Work benefits are a series of supplemental benefits that employers often offer as an add-on to traditional benefits. They often are referred to as voluntary benefits, because employers who choose them usually are responsible for paying the entire cost of premiums.
Who are they for?
Voluntary benefits usually are available to all full-time employees, and some companies may make them available to part-time employees as well. Though they can benefit anyone, they are a particularly good idea for people who would experience and extreme hardship if an injury or illness left them out of work. This includes single parents, people who are the sole source of income in a household and those who have jobs that put them at risk of injury or illness.
How do they work?
Work benefits policies usually pay out a lump sum if you experience and injury or illness that is covered by the policy. The money is yours to do with as you choose, and you can use it to pay medical bills or to cover other expenses while you are out of work.

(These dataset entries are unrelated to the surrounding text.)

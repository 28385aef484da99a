//! Application state shared by all handlers.

use sqlx::SqlitePool;
use std::sync::Arc;

use transmute_convert::ConverterRegistry;
use transmute_core::Config;
use transmute_db::{FileRepository, JobRepository, SettingsRepository};
use transmute_engine::ConversionEngine;
use transmute_storage::Storage;

#[derive(Clone)]
pub struct AppState {
    pub pool: SqlitePool,
    pub files: FileRepository,
    pub jobs: JobRepository,
    pub settings: SettingsRepository,
    pub storage: Arc<dyn Storage>,
    pub registry: Arc<ConverterRegistry>,
    pub engine: ConversionEngine,
    pub config: Config,
}

fn _assert_app_state_send_sync() {
    fn assert_send<T: Send>() {}
    fn assert_sync<T: Sync>() {}
    assert_send::<AppState>();
    assert_sync::<AppState>();
}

Different types of coverage
Employers can make as few or as many different types of voluntary benefits available to their employees, but some of the most common ones are short- and long-term disability insurance, accident insurance, critical illness or cancer insurance, long-term care insurance and universal life insurance.
The main benefit provided by workplace benefits is extra income when an illness or injury has left you unable to work. An additional benefit of getting them through work is that you pay group premium rates, which usually are much lower than individual premium rates.